Using interrupt server routine (ISR) technology for the algorithm is a unique approach developed for a CTS-sensor, which provides the ability to recognize an interrupt occurrence automatically “ex-post” without any cooperation from the user code.
This feature is important because low-priority capacitive sensing integrated with custom embedded code should reliably recognize that the CTS loops (Turbo-loop and Sens-loop) are not interrupted and the capacitive sample is valid for future processing. Customers who use the Freescale TSS solution and CTS-sensor algorithms are not limited in terms of how interrupts are used in the application.
Using CTS effectively
The TSS approach (Figure 4, below ) integrates a CTS-sensor and is royalty free (and can be downloaded from the Freescale web site). Today, it supports the HCS08 MCU family of microcontrollers and applications developed with CodeWarrior Development Studio for Microcontrollers.

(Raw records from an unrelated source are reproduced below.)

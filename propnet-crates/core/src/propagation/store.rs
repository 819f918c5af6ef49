use std::fmt::Debug;
use std::marker::PhantomData;
use std::ops::Index;

use super::Propagator;
use super::PropagatorId;
use crate::containers::KeyedVec;
use crate::engine::DebugDyn;

/// A central store for propagators.
#[derive(Default)]
pub(crate) struct PropagatorStore {
    propagators: KeyedVec<PropagatorId, Box<dyn Propagator>>,
}

/// A typed wrapper around a [`PropagatorId`] that allows retrieving concrete propagators from the
/// network.
#[derive(Debug, PartialEq, Eq, Hash)]
pub struct PropagatorHandle<P> {
    id: PropagatorId,
    propagator: PhantomData<P>,
}

impl<P> PropagatorHandle<P> {
    /// Get a type-erased handle to the propagator.
    pub fn untyped(self) -> PropagatorId {
        self.id
    }
}

impl<P> Clone for PropagatorHandle<P> {
    fn clone(&self) -> Self {
        *self
    }
}

impl<P> Copy for PropagatorHandle<P> {}

impl PropagatorStore {
    pub(crate) fn num_propagators(&self) -> usize {
        self.propagators.len()
    }

    pub(crate) fn ids(&self) -> impl Iterator<Item = PropagatorId> + '_ {
        self.propagators.keys()
    }

    pub(crate) fn add_propagator<P: Propagator>(&mut self, propagator: P) -> PropagatorHandle<P> {
        PropagatorHandle {
            id: self.propagators.push(Box::new(propagator)),
            propagator: PhantomData,
        }
    }

    /// Get a reference to the propagator identified by the given handle.
    ///
    /// To prevent downcasting, [`PropagatorStore`] implements [`Index`] with [`PropagatorId`] as an
    /// index.
    pub(crate) fn get_propagator<P: Propagator>(&self, handle: PropagatorHandle<P>) -> Option<&P> {
        let propagator: &dyn Propagator = self.propagators.get(handle.id)?.as_ref();
        propagator.downcast_ref()
    }
}

impl Index<PropagatorId> for PropagatorStore {
    type Output = dyn Propagator;

    fn index(&self, index: PropagatorId) -> &Self::Output {
        self.propagators[index].as_ref()
    }
}

impl Debug for PropagatorStore {
    fn fmt(&self, f: &mut std::fmt::Formatter<'_>) -> std::fmt::Result {
        let propagators: Vec<_> = self
            .propagators
            .iter()
            .map(|_| DebugDyn::from("Propagator"))
            .collect();

        write!(f, "{propagators:?}")
    }
}
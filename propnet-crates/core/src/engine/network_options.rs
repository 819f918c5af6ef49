/// Options which determine how a [`Network`](crate::Network) is set up.
#[derive(Debug, Clone, Copy)]
pub struct NetworkOptions {
    /// Whether the `merge` operator treats intervals as partial information about a number, i.e.
    /// merges two intervals into their intersection and an interval with a number inside it into
    /// that number. Without it, intervals only merge with equal intervals.
    pub interval_merge: bool,
}

impl Default for NetworkOptions {
    fn default() -> Self {
        NetworkOptions {
            interval_merge: true,
        }
    }
}
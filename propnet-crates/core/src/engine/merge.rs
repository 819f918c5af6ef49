//! The `merge` operator which combines the content of a cell with incoming content.
use crate::basic_types::Interval;
use crate::basic_types::NetworkError;
use crate::basic_types::OperationError;
use crate::basic_types::OperationResult;
use crate::basic_types::Value;
use crate::generic_operators::predicates::is_interval;
use crate::generic_operators::predicates::is_number;
use crate::generic_operators::OperatorRegistry;

/// The name under which the merge operator is registered. It takes the current content of a
/// cell and the incoming content, in that order.
pub const MERGE_OPERATOR: &str = "merge";

/// Registers the merge operator, replacing any operator with the same name.
///
/// Equal values merge to themselves and anything else is a contradiction. With `interval_merge`,
/// intervals are merged by intersection and a number is merged with an interval by checking that
/// the interval contains it.
pub(crate) fn install_merge(
    registry: &mut OperatorRegistry,
    interval_merge: bool,
) -> Result<(), NetworkError> {
    let _ = registry.make_generic_operator(2, MERGE_OPERATOR, merge_equal)?;

    if interval_merge {
        registry.assign_operation(MERGE_OPERATOR, merge_intervals, &[is_interval, is_interval])?;
        registry.assign_operation_for_each(
            MERGE_OPERATOR,
            merge_number_with_interval,
            &[&[is_number, is_interval], &[is_interval, is_number]],
        )?;
    }

    Ok(())
}

fn merge_equal(arguments: &[Value]) -> OperationResult {
    if arguments[0] == arguments[1] {
        Ok(arguments[0].clone())
    } else {
        Err(OperationError::Contradiction)
    }
}

fn merge_intervals(arguments: &[Value]) -> OperationResult {
    let (Some(current), Some(incoming)) = (arguments[0].as_interval(), arguments[1].as_interval())
    else {
        return Err(OperationError::Contradiction);
    };

    current
        .intersect(&incoming)
        .map(Value::Interval)
        .ok_or(OperationError::Contradiction)
}

/// A number is more informative than any interval which contains it.
fn merge_number_with_interval(arguments: &[Value]) -> OperationResult {
    let (number, interval): (&Value, Interval) = match (&arguments[0], &arguments[1]) {
        (Value::Interval(interval), number) | (number, Value::Interval(interval)) => {
            (number, *interval)
        }
        _ => return Err(OperationError::Contradiction),
    };

    match number.as_number() {
        Some(value) if interval.contains(value) => Ok(number.clone()),
        _ => Err(OperationError::Contradiction),
    }
}
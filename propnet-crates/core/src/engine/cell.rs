use std::fmt::Display;

use crate::basic_types::Value;
use crate::containers::StorageKey;
use crate::propagation::PropagatorId;

/// An identifier to a cell within a [`Network`](crate::Network).
///
/// Identifiers are only meaningful in the network which created them; using one with another
/// network panics if it is out of range there.
#[repr(transparent)]
#[derive(Clone, Copy, Debug, Hash, PartialEq, Eq, PartialOrd, Ord)]
pub struct CellId(pub(crate) u32);

impl Display for CellId {
    fn fmt(&self, f: &mut std::fmt::Formatter<'_>) -> std::fmt::Result {
        write!(f, "cell#{}", self.0)
    }
}

impl StorageKey for CellId {
    fn index(&self) -> usize {
        self.0 as usize
    }

    fn create_from_index(index: usize) -> Self {
        CellId(index as u32)
    }
}

/// A holder of partial information.
///
/// The content only changes through [`Network::add_content`](crate::Network::add_content), which
/// merges instead of overwriting. The cell itself never runs computation; it only remembers which
/// propagators must be alerted when its content changes.
#[derive(Clone, Debug, Default)]
pub(crate) struct Cell {
    name: Option<String>,
    content: Option<Value>,
    /// Propagators to alert on change, in registration order and without duplicates.
    neighbours: Vec<PropagatorId>,
}

impl Cell {
    pub(crate) fn new(name: Option<String>, content: Option<Value>) -> Cell {
        Cell {
            name,
            content,
            neighbours: Vec::new(),
        }
    }

    /// The name of the cell, or `id` if it has none.
    pub(crate) fn display_name(&self, id: CellId) -> String {
        self.name
            .clone()
            .unwrap_or_else(|| id.to_string())
    }

    pub(crate) fn content(&self) -> Option<&Value> {
        self.content.as_ref()
    }

    pub(crate) fn set_content(&mut self, content: Value) {
        self.content = Some(content);
    }

    pub(crate) fn neighbours(&self) -> &[PropagatorId] {
        &self.neighbours
    }

    /// Registers `propagator` as a neighbour. Returns `false` if it already was one.
    pub(crate) fn new_neighbour(&mut self, propagator: PropagatorId) -> bool {
        if self.neighbours.contains(&propagator) {
            return false;
        }

        self.neighbours.push(propagator);
        true
    }
}

#[cfg(test)]
mod tests {
    use super::Cell;
    use crate::basic_types::Value;
    use crate::propagation::PropagatorId;

    #[test]
    fn new_cell_has_no_content_and_no_neighbours() {
        let cell = Cell::default();

        assert_eq!(cell.content(), None);
        assert!(cell.neighbours().is_empty());
    }

    #[test]
    fn cell_with_initial_content() {
        let cell = Cell::new(None, Some(Value::from("hello")));

        assert_eq!(cell.content(), Some(&Value::from("hello")));
    }

    #[test]
    fn existing_neighbour_is_not_added_twice() {
        let mut cell = Cell::default();

        assert!(cell.new_neighbour(PropagatorId(0)));
        assert!(!cell.new_neighbour(PropagatorId(0)));
        assert!(cell.new_neighbour(PropagatorId(1)));

        assert_eq!(cell.neighbours(), &[PropagatorId(0), PropagatorId(1)]);
    }
}
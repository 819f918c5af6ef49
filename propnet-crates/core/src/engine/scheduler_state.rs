/// The state of the scheduler of a [`Network`](crate::Network).
#[derive(Debug, Default, Clone, Copy, PartialEq, Eq)]
pub enum SchedulerState {
    /// Not running. Pending alerts, if any, are processed by the next run.
    #[default]
    Idle,
    /// Draining the queue of alerted propagators.
    Running,
    /// A run failed. The queue is in an unspecified, partially drained state and the network has
    /// to be initialised before it can run again.
    Halted,
}
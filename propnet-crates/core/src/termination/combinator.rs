use super::TerminationCondition;

/// A [`TerminationCondition`] which triggers when one of two given [`TerminationCondition`]s
/// triggers.
#[derive(Clone, Copy, Debug)]
pub struct Combinator<T1, T2> {
    t1: T1,
    t2: T2,
}

impl<T1, T2> Combinator<T1, T2> {
    /// Combine two [`TerminationCondition`]s into one.
    pub fn new(t1: T1, t2: T2) -> Self {
        Combinator { t1, t2 }
    }
}

impl<T1: TerminationCondition, T2: TerminationCondition> TerminationCondition
    for Combinator<T1, T2>
{
    fn should_stop(&mut self) -> bool {
        self.t1.should_stop() || self.t2.should_stop()
    }

    fn propagator_has_run(&mut self) {
        self.t1.propagator_has_run();
        self.t2.propagator_has_run();
    }
}

#[cfg(test)]
mod tests {
    use std::time::Duration;

    use super::Combinator;
    use crate::termination::Indefinite;
    use crate::termination::PropagationBudget;
    use crate::termination::TerminationCondition;
    use crate::termination::TimeBudget;

    #[test]
    fn triggers_when_either_condition_triggers() {
        let mut condition = Combinator::new(Indefinite, PropagationBudget::new(1));

        assert!(!condition.should_stop());
        condition.propagator_has_run();
        assert!(condition.should_stop());
    }

    #[test]
    fn generous_time_budget_does_not_trigger() {
        let mut condition = Combinator::new(
            TimeBudget::starting_now(Duration::from_secs(3600)),
            Indefinite,
        );

        assert!(!condition.should_stop());
    }
}
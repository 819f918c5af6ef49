use super::TerminationCondition;

/// A [`TerminationCondition`] which triggers once a number of propagators has been executed.
#[derive(Debug, Copy, Clone)]
pub struct PropagationBudget {
    budget: u64,
    num_executions: u64,
}

impl PropagationBudget {
    pub fn new(budget: u64) -> Self {
        Self {
            budget,
            num_executions: 0,
        }
    }
}

impl TerminationCondition for PropagationBudget {
    fn should_stop(&mut self) -> bool {
        self.num_executions >= self.budget
    }

    fn propagator_has_run(&mut self) {
        self.num_executions += 1;
    }
}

|Figure 4. Freescale Touch Sensing Solution (TSS)|
As the full TSS solution provides a lot of other useful algorithms, detectors, and electrode decoders, the low-level CTS measurement calls may be utilized directly from the application when appropriate.
In an example showing the integration of a simple CTS-sensor into custom embedded code (Figure 5, below ), the CTS-sensor doesn't use an MCU module or RAM. Required flash ROM is typically 100 bytes per each GPIO pin that's used as a capacitive channel. Each channel requires just one external pull-up resistor.
|Figure 5. [RCT/CTS-sensor] coding example|
Running the CTS-sensor on an HCS08 device at fBus = 20 MHz results in an average sample time of about 9 μs. Integrating the CTS-sensor is straightforward and its capacitive sensing algorithm can coexist with custom applications on the same platform.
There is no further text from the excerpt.